Il problema maggiore nella definizione di una filiera carne “OGM Free” è dato dall’aumento dei costi di produzione: ad esempio una soia no-OGM, rispetto ad una soia OGM, ha un costo maggiore per l’allevatore del 15% circa. I maggiori costi dipendono anche dal fatto che la soia no-OGM è di difficile reperimento e dovrebbe essere sostituita da altri mangimi proteici, come favino, girasole e erba medica che possono essere prodotti direttamente in azienda, ma che hanno un costo superiore.

Ci sono poi costi di segregazione, di certificazione e di etichettatura, che fanno ulteriormente lievitare il costo totale di produzione.
 Una lievitazione di  costo che molto spesso non è ricompensato né dalla distribuzione, né dal consumatore.

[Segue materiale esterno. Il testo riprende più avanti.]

use cozy_chess::{BitBoard, Board, Color, Piece};
use utils::Position;

// Shared state for one evaluation; cached queries live on `Position`.
pub struct EvalContext<'a> {
    pub position: &'a Position<'a>,
    pub phase: f32,
    pub inv_phase: f32,
}

impl<'a> EvalContext<'a> {
    #[inline(always)]
    pub fn new(position: &'a Position<'a>, phase: f32) -> Self {
        Self {
            position,
            phase,
            inv_phase: 1.0 - phase,
        }
    }

    #[inline(always)]
    pub fn board(&self) -> &Board {
        self.position.board
    }

    #[inline(always)]
    pub fn pieces(&self, color: Color, piece: Piece) -> BitBoard {
        self.position.board.colored_pieces(color, piece)
    }

    /// Scales a middlegame-only term by phase.
    #[inline(always)]
    pub fn mg(&self, score: i16) -> i16 {
        (score as f32 * self.phase).round() as i16
    }
}
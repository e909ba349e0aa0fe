use cozy_chess::Color;
use utils::Position;

use crate::bands::MIN_RATING;

/// More legal moves than this counts as a rich position.
pub const COMPLEX_MOVE_COUNT: usize = 30;

/// Combined non-pawn material (centipawns) above which the board counts as full.
pub const HIGH_MATERIAL: i32 = 850;

/// Signals that must hold at once for a position to count as complex.
const COMPLEX_SIGNALS: usize = 2;

const RATING_SPAN: f64 = 1870.0;
const OPENING_PLIES: f64 = 40.0;
const MIN_FACTOR: f64 = 0.3;

/// A position is complex when at least two of the four signals hold.
pub fn is_complex_position(
    move_count: usize,
    high_material: bool,
    king_danger: bool,
    pawn_near_promotion: bool,
) -> bool {
    let signals = [
        move_count > COMPLEX_MOVE_COUNT,
        high_material,
        king_danger,
        pawn_near_promotion,
    ];
    signals.iter().filter(|&&signal| signal).count() >= COMPLEX_SIGNALS
}

pub fn is_complex(position: &Position) -> bool {
    let material =
        position.non_pawn_material(Color::White) + position.non_pawn_material(Color::Black);
    let king_danger =
        position.king_in_danger(Color::White) || position.king_in_danger(Color::Black);

    is_complex_position(
        position.legal_move_count(),
        material > HIGH_MATERIAL,
        king_danger,
        position.pawn_near_promotion(),
    )
}

/// Damping factor for the gate: halved for quiet positions, shrinking with
/// rating and with the number of plies played.
pub fn adjusted_complexity_factor(rating: i32, position: &Position) -> f64 {
    let complexity = if is_complex(position) { 1.0 } else { 0.5 };
    let rating_factor = (1.0 - (rating - MIN_RATING) as f64 / RATING_SPAN).clamp(MIN_FACTOR, 1.0);
    let opening_factor = (1.0 - position.ply() as f64 / OPENING_PLIES).clamp(MIN_FACTOR, 1.0);
    complexity * rating_factor * opening_factor
}

#[cfg(test)]
mod tests {
    use super::*;
    use cozy_chess::Board;

    #[test]
    fn needs_two_signals() {
        assert!(!is_complex_position(10, false, false, false));
        assert!(!is_complex_position(45, false, false, false));
        assert!(!is_complex_position(30, true, false, false));
        assert!(is_complex_position(31, true, false, false));
        assert!(is_complex_position(5, false, true, true));
        assert!(is_complex_position(40, true, true, true));
    }

    #[test]
    fn start_position_is_quiet() {
        // 20 moves and full material: only one signal
        let board = Board::default();
        assert!(!is_complex(&Position::new(&board)));
    }

    #[test]
    fn open_middlegame_with_many_moves_is_complex() {
        let board: Board = "r1bq1rk1/ppp2ppp/2np1n2/2b1p3/2B1P3/2NP1N2/PPP2PPP/R1BQ1RK1 w - - 0 7"
            .parse()
            .unwrap();
        let position = Position::new(&board);
        assert!(position.legal_move_count() > COMPLEX_MOVE_COUNT);
        assert!(is_complex(&position));
    }

    #[test]
    fn factor_bounds() {
        let board = Board::default();
        let position = Position::new(&board);
        // Quiet start position at the lowest rating: 0.5 * 1.0 * 1.0
        assert!((adjusted_complexity_factor(MIN_RATING, &position) - 0.5).abs() < 1e-12);
        // Top rating bottoms out the rating factor
        assert!((adjusted_complexity_factor(3190, &position) - 0.15).abs() < 1e-12);
    }

    #[test]
    fn late_plies_bottom_out() {
        let board: Board = "4k3/8/8/8/8/8/4P3/4K3 w - - 0 60".parse().unwrap();
        let position = Position::new(&board);
        let factor = adjusted_complexity_factor(MIN_RATING, &position);
        assert!((factor - 0.5 * MIN_FACTOR).abs() < 1e-12);
    }
}
mod config;
mod context;
mod eval_bishops;
mod eval_imbalance;
mod eval_king;
mod eval_knights;
mod eval_material;
mod eval_mobility;
mod eval_pawns;
mod eval_queens;
mod eval_rooks;
mod eval_space;
mod eval_threats;
mod eval_winnable;
mod pawn_cache;
mod trace;

pub use config::{EvalToggles, HCEConfig};
use context::EvalContext;
use pawn_cache::{PawnCache, PawnScores};
pub use trace::{EvalTrace, TermTrace};

use crate::avatar::{AvatarTerm, AvatarWeights};
use crate::piece_values::PieceValues;
use crate::traits::HCE;
use cozy_chess::Color;
use utils::{cap_eval_by_material, Position};

/// A term evaluated for White and for Black.
#[inline(always)]
fn per_side(term: impl Fn(Color) -> i16) -> [i16; 2] {
    [term(Color::White), term(Color::Black)]
}

pub struct Evaluator {
    piece_values: PieceValues,
    config: HCEConfig,
    toggles: EvalToggles,
    weights: AvatarWeights,
    pawn_cache: PawnCache,
}

impl Evaluator {
    pub fn new(piece_values: PieceValues, config: HCEConfig) -> Self {
        Self {
            piece_values,
            config,
            toggles: EvalToggles::default(),
            weights: AvatarWeights::default(),
            pawn_cache: PawnCache::new(),
        }
    }

    pub fn toggles(&self) -> EvalToggles {
        self.toggles
    }

    pub fn set_toggles(&mut self, toggles: EvalToggles) {
        self.toggles = toggles;
    }

    pub fn weights(&self) -> &AvatarWeights {
        &self.weights
    }

    pub fn set_weights(&mut self, weights: AvatarWeights) {
        self.weights = weights;
    }

    pub fn new_game(&mut self) {
        self.pawn_cache.clear();
    }

    /// Evaluates `position` from White's perspective, keeping every term.
    pub fn trace(&mut self, position: &Position, phase: f32) -> EvalTrace {
        let ctx = EvalContext::new(position, phase);
        let board = position.board;
        let config = self.config;
        let weights = self.weights;

        let mut trace = EvalTrace::new(&weights, phase);

        trace.record(
            AvatarTerm::Material,
            per_side(|c| eval_material::evaluate(&ctx, c, &self.piece_values)),
            &weights,
        );

        if self.toggles.pawn_structure {
            let pawns = self.pawn_scores(&ctx);
            trace.record(AvatarTerm::PawnStructure, pawns.structure, &weights);
            trace.record(AvatarTerm::PassedPawns, pawns.passed, &weights);
        }

        if self.toggles.imbalances {
            trace.record(
                AvatarTerm::Imbalance,
                per_side(|c| eval_imbalance::evaluate(&ctx, c, &config)),
                &weights,
            );
        }

        trace.record(
            AvatarTerm::Knight,
            per_side(|c| eval_knights::evaluate(&ctx, c, &config)),
            &weights,
        );
        trace.record(
            AvatarTerm::Bishop,
            per_side(|c| eval_bishops::evaluate(&ctx, c, &config)),
            &weights,
        );
        trace.record(
            AvatarTerm::Rook,
            per_side(|c| eval_rooks::evaluate(&ctx, c, &config)),
            &weights,
        );
        trace.record(
            AvatarTerm::Queen,
            per_side(|c| eval_queens::evaluate(&ctx, c, &config)),
            &weights,
        );
        trace.record(
            AvatarTerm::Mobility,
            per_side(|c| eval_mobility::evaluate(&ctx, c, &config)),
            &weights,
        );
        trace.record(
            AvatarTerm::KingSafety,
            per_side(|c| eval_king::evaluate(&ctx, c, &config)),
            &weights,
        );
        trace.record(
            AvatarTerm::Threats,
            per_side(|c| eval_threats::evaluate(&ctx, c, &config)),
            &weights,
        );
        trace.record(
            AvatarTerm::Space,
            per_side(|c| eval_space::evaluate(&ctx, c, &config)),
            &weights,
        );

        // Tempo bonus
        trace.tempo = if board.side_to_move() == Color::White {
            config.tempo_bonus
        } else {
            -config.tempo_bonus
        };

        let unscaled = trace.terms_sum() + trace.tempo;
        let mut cp = unscaled;

        if self.toggles.winnable {
            // A zero weight disables the scaling, full weight applies it as is
            let scale = eval_winnable::scale_factor(board, phase);
            let strength = weights.factor(AvatarTerm::Winnable, phase);
            let effective = 1.0 - (1.0 - scale) * strength;
            cp = (cp as f32 * effective).round() as i16;

            trace.winnable_scale = effective;
            let row = trace.term_mut(AvatarTerm::Winnable);
            row.weighted = cp - unscaled;
            row.enabled = true;
        }

        trace.total = cap_eval_by_material(board, cp);
        trace.material_cap = trace.total - cp;
        trace
    }

    fn pawn_scores(&mut self, ctx: &EvalContext) -> PawnScores {
        if let Some(scores) = self.pawn_cache.get(ctx) {
            return scores;
        }
        let scores = PawnScores {
            structure: per_side(|c| eval_pawns::structure(ctx, c, &self.config)),
            passed: per_side(|c| eval_pawns::passed(ctx, c, &self.config)),
        };
        self.pawn_cache.set(ctx, scores);
        scores
    }
}

impl Default for Evaluator {
    fn default() -> Self {
        Self::new(PieceValues::default(), HCEConfig::default())
    }
}

impl HCE for Evaluator {
    fn evaluate(&mut self, position: &Position, phase: f32) -> i16 {
        self.trace(position, phase).total
    }
}

#[cfg(test)]
mod tests {
    use super::*;
    use cozy_chess::Board;
    use utils::game_phase;

    fn eval_with(evaluator: &mut Evaluator, fen: &str) -> i16 {
        let board: Board = fen.parse().unwrap();
        let position = Position::new(&board);
        evaluator.evaluate(&position, game_phase(&board))
    }

    #[test]
    fn start_position_is_tempo_only() {
        let mut evaluator = Evaluator::default();
        let tempo = HCEConfig::default().tempo_bonus;
        assert_eq!(
            eval_with(&mut evaluator, "rnbqkbnr/pppppppp/8/8/8/8/PPPPPPPP/RNBQKBNR w KQkq - 0 1"),
            tempo
        );
        assert_eq!(
            eval_with(&mut evaluator, "rnbqkbnr/pppppppp/8/8/8/8/PPPPPPPP/RNBQKBNR b KQkq - 0 1"),
            -tempo
        );
    }

    #[test]
    fn extra_queen_is_winning() {
        let mut evaluator = Evaluator::default();
        let score = eval_with(&mut evaluator, "rnb1kbnr/pppppppp/8/8/8/8/PPPPPPPP/RNBQKBNR w KQkq - 0 1");
        assert!(score > 800);
    }

    #[test]
    fn lone_minor_cannot_be_winning() {
        let mut evaluator = Evaluator::default();
        assert!(eval_with(&mut evaluator, "4k3/8/8/8/8/8/8/2B1K3 w - - 0 1") <= 0);
    }

    #[test]
    fn disabling_imbalances_drops_bishop_pair() {
        // White keeps the bishop pair, Black has bishop and knight
        let fen = "2b1kn2/pppppppp/8/8/8/8/PPPPPPPP/2B1KB2 w - - 0 1";

        let mut with_pair = Evaluator::default();
        let mut without_pair = Evaluator::default();
        without_pair.set_toggles(EvalToggles {
            imbalances: false,
            ..EvalToggles::default()
        });

        let diff = eval_with(&mut with_pair, fen) - eval_with(&mut without_pair, fen);
        assert_eq!(diff, HCEConfig::default().bishop_pair_bonus);
    }

    #[test]
    fn avatar_weights_scale_terms() {
        let fen = "4k3/8/8/1P6/8/8/8/4K3 w - - 0 1";
        let mut plain = Evaluator::default();
        let mut ignores_passers = Evaluator::default();
        ignores_passers.set_weights(AvatarWeights::parse("PassedPawns(mg)=0\nPassedPawns(eg)=0\n"));
        assert!(eval_with(&mut plain, fen) > eval_with(&mut ignores_passers, fen));
    }

    #[test]
    fn pawn_cache_is_consistent() {
        let fen = "r1bqkbnr/pppp1ppp/2n5/4p3/4P3/5N2/PPPP1PPP/RNBQKB1R w KQkq - 2 3";
        let mut evaluator = Evaluator::default();
        let first = eval_with(&mut evaluator, fen);
        let second = eval_with(&mut evaluator, fen);
        assert_eq!(first, second);
    }

    #[test]
    fn pawn_cache_tracks_phase() {
        // Same pawns, queens traded
        let with_queens = "rnbqkbnr/ppp2ppp/8/3pp3/3PP3/8/PPP2PPP/RNBQKBNR w KQkq - 0 3";
        let without = "rnb1kbnr/ppp2ppp/8/3pp3/3PP3/8/PPP2PPP/RNB1KBNR w KQkq - 0 5";

        let mut warm = Evaluator::default();
        eval_with(&mut warm, with_queens);
        let mut cold = Evaluator::default();
        assert_eq!(eval_with(&mut warm, without), eval_with(&mut cold, without));
    }

    fn trace_of(evaluator: &mut Evaluator, fen: &str) -> EvalTrace {
        let board: Board = fen.parse().unwrap();
        let position = Position::new(&board);
        evaluator.trace(&position, game_phase(&board))
    }

    #[test]
    fn trace_rows_add_up_to_the_total() {
        let fens = [
            "r1bqkbnr/pppp1ppp/2n5/4p3/4P3/5N2/PPPP1PPP/RNBQKB1R w KQkq - 2 3",
            "4k3/8/8/1P6/8/8/8/4K3 b - - 0 1",
            // White cannot mate, so the cap applies
            "k7/p7/8/8/8/8/8/KB6 w - - 0 1",
        ];
        let mut evaluator = Evaluator::default();
        for fen in fens {
            let trace = trace_of(&mut evaluator, fen);
            assert_eq!(
                trace.terms_sum() + trace.tempo + trace.material_cap,
                trace.total,
                "{fen}"
            );
            assert_eq!(trace.total, eval_with(&mut evaluator, fen), "{fen}");
        }
    }

    #[test]
    fn trace_splits_material_by_side() {
        let mut evaluator = Evaluator::default();
        let trace = trace_of(
            &mut evaluator,
            "rnb1kbnr/pppppppp/8/8/8/8/PPPPPPPP/RNBQKBNR w KQkq - 0 1",
        );
        let material = trace.term(AvatarTerm::Material);
        assert!(material.enabled);
        assert!(material.white > material.black);
        assert_eq!(material.weighted, material.white - material.black);
        assert_eq!((material.mg_weight, material.eg_weight), (100, 100));
    }

    #[test]
    fn toggled_off_terms_are_marked() {
        let mut evaluator = Evaluator::default();
        evaluator.set_toggles(EvalToggles {
            pawn_structure: false,
            winnable: false,
            imbalances: false,
        });
        let trace = trace_of(&mut evaluator, "4k3/8/8/1P6/8/8/8/4K3 w - - 0 1");

        for term in [
            AvatarTerm::PawnStructure,
            AvatarTerm::PassedPawns,
            AvatarTerm::Imbalance,
            AvatarTerm::Winnable,
        ] {
            let row = trace.term(term);
            assert!(!row.enabled, "{}", term.name());
            assert_eq!(row.weighted, 0);
        }
        assert_eq!(trace.winnable_scale, 1.0);
        assert!(trace.term(AvatarTerm::Space).enabled);
    }
}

A questo punto una considerazione generale è necessaria. E’ giusto che la Società sia costretta a pagare di più per avere lo stesso identico cibo che aveva prima dell’introduzione degli OGM? Non è giusto!……..anche perché tutto questo, in assenza di una etichettatura dei derivati da alimenti OGM, determina una sorta di concorrenza sleale per gli allevatori che utilizzano mangimi convenzionali. Allevatori che prima o poi, stante questa situazione di carenza di etichettatura, saranno costretti dal mercato ad utilizzare mangimi OGM (la moneta cattiva, ancora una volta, scaccia la moneta buona).